Task requirements — Could you reproduce the lines below from the one with "and order submission" through the one with "the tracing subscriber"? Keep both ends and add nothing.

(Saved entries)

◆ ◆ ◆ ◆ ◆ ◆ ◆

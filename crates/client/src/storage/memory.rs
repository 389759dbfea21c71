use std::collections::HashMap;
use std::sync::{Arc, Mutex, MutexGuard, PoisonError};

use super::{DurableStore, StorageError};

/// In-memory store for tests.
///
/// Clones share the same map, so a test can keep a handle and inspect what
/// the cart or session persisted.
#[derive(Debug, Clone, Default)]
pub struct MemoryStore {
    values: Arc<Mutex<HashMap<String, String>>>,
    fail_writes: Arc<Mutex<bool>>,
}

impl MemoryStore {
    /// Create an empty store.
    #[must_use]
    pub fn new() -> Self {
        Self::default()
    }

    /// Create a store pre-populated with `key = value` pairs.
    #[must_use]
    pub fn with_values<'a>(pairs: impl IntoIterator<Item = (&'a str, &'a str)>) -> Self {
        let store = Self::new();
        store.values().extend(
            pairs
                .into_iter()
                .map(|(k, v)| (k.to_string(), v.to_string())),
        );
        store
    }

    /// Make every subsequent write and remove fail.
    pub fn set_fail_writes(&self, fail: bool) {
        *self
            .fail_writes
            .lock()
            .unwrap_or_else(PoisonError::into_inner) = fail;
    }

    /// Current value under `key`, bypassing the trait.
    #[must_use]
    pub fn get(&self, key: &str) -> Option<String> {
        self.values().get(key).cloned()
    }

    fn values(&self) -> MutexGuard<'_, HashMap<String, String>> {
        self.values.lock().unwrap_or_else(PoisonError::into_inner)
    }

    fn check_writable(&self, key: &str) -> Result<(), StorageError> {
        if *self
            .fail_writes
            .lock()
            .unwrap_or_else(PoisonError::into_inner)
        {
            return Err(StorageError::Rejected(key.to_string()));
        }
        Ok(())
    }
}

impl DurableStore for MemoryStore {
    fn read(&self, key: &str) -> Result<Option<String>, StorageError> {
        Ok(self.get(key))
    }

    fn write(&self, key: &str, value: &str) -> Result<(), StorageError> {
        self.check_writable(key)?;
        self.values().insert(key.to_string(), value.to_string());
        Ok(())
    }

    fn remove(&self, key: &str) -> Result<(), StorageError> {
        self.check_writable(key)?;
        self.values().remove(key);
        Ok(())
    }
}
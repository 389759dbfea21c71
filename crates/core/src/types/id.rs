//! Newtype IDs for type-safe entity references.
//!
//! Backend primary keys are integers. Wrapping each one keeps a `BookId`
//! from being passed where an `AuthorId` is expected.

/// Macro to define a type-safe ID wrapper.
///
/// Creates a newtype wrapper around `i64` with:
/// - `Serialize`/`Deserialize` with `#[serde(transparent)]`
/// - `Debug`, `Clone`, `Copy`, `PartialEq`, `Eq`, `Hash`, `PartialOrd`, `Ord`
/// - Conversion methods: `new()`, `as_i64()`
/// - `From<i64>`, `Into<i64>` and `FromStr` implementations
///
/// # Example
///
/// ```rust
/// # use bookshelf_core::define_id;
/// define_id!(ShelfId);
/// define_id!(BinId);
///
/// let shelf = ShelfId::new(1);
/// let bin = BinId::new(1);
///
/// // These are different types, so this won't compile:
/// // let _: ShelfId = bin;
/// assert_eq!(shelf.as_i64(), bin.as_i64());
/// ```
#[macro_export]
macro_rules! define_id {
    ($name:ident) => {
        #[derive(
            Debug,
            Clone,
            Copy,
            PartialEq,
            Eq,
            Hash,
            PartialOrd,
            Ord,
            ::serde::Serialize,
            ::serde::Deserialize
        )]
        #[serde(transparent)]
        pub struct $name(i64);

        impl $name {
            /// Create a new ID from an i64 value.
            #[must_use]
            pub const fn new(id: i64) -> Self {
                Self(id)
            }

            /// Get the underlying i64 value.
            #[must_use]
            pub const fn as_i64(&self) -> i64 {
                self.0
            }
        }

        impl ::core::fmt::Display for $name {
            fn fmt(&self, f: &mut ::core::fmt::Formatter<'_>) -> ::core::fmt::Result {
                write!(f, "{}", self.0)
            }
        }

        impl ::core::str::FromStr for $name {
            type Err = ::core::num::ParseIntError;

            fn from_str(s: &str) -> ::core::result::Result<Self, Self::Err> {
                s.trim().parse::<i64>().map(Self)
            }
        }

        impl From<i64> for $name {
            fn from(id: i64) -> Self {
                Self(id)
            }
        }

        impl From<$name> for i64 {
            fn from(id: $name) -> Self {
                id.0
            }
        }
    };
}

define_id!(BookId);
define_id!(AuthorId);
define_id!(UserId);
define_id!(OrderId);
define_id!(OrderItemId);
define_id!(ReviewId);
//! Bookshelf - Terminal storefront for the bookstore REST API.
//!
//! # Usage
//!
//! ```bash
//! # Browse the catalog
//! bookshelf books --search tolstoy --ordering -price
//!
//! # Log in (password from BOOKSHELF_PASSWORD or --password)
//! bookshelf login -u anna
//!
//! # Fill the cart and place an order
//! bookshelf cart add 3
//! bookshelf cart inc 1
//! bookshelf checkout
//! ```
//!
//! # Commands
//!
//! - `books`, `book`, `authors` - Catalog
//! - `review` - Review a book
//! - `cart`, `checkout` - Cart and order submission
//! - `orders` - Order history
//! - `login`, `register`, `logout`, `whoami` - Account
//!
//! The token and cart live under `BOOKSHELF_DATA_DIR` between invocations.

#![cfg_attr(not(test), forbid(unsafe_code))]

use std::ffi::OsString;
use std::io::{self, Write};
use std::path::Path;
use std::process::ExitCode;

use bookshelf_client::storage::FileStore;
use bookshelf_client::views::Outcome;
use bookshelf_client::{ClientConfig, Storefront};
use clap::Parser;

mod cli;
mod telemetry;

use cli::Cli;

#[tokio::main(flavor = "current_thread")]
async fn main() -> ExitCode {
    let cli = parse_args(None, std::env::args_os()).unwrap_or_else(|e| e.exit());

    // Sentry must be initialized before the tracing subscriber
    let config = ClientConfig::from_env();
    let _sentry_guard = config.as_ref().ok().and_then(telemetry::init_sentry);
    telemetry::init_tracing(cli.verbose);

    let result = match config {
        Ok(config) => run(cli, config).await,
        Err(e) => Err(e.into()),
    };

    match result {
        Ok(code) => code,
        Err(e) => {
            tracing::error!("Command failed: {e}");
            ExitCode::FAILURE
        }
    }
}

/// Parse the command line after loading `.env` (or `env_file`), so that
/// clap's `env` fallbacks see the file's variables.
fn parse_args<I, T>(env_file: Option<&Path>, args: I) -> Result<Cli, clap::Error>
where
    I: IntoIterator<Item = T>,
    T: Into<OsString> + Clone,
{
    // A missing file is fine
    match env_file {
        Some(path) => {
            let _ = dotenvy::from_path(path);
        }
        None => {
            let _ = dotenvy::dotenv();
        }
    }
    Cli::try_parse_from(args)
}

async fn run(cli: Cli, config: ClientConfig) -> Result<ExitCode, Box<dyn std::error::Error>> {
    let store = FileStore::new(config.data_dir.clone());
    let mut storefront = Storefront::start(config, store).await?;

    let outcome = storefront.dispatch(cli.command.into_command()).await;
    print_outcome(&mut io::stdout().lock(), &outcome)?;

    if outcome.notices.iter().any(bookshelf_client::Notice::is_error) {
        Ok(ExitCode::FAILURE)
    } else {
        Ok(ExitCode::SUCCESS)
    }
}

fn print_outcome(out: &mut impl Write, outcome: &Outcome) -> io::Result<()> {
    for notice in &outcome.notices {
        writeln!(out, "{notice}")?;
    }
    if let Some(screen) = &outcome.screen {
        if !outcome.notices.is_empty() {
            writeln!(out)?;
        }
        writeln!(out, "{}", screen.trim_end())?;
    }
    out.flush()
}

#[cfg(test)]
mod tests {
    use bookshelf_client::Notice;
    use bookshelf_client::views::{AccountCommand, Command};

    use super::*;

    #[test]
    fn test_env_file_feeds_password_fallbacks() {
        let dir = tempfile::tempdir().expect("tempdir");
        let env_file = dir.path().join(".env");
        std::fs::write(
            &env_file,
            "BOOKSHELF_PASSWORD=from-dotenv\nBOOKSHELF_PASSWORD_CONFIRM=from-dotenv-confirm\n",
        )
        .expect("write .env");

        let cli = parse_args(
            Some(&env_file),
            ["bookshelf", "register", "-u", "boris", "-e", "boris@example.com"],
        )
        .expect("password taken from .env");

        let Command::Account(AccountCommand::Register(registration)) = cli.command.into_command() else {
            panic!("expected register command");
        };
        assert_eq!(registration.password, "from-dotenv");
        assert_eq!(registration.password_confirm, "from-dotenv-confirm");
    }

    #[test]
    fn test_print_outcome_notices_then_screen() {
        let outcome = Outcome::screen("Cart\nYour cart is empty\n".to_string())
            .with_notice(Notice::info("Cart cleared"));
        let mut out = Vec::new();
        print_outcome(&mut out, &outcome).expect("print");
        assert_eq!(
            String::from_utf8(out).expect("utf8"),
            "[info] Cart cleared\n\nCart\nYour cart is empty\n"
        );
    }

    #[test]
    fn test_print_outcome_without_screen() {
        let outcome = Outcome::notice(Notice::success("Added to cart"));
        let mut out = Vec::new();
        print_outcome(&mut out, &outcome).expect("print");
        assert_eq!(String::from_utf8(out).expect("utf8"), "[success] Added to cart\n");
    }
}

◆ ◆ ◆ ◆ ◆ ◆ ◆

Solution —
//! - `cart`, `checkout` - Cart and order submission
//! - `orders` - Order history
//! - `login`, `register`, `logout`, `whoami` - Account
//!
//! The token and cart live under `BOOKSHELF_DATA_DIR` between invocations.

#![cfg_attr(not(test), forbid(unsafe_code))]

use std::ffi::OsString;
use std::io::{self, Write};
use std::path::Path;
use std::process::ExitCode;

use bookshelf_client::storage::FileStore;
use bookshelf_client::views::Outcome;
use bookshelf_client::{ClientConfig, Storefront};
use clap::Parser;

mod cli;
mod telemetry;

use cli::Cli;

#[tokio::main(flavor = "current_thread")]
async fn main() -> ExitCode {
    let cli = parse_args(None, std::env::args_os()).unwrap_or_else(|e| e.exit());

    // Sentry must be initialized before the tracing subscriber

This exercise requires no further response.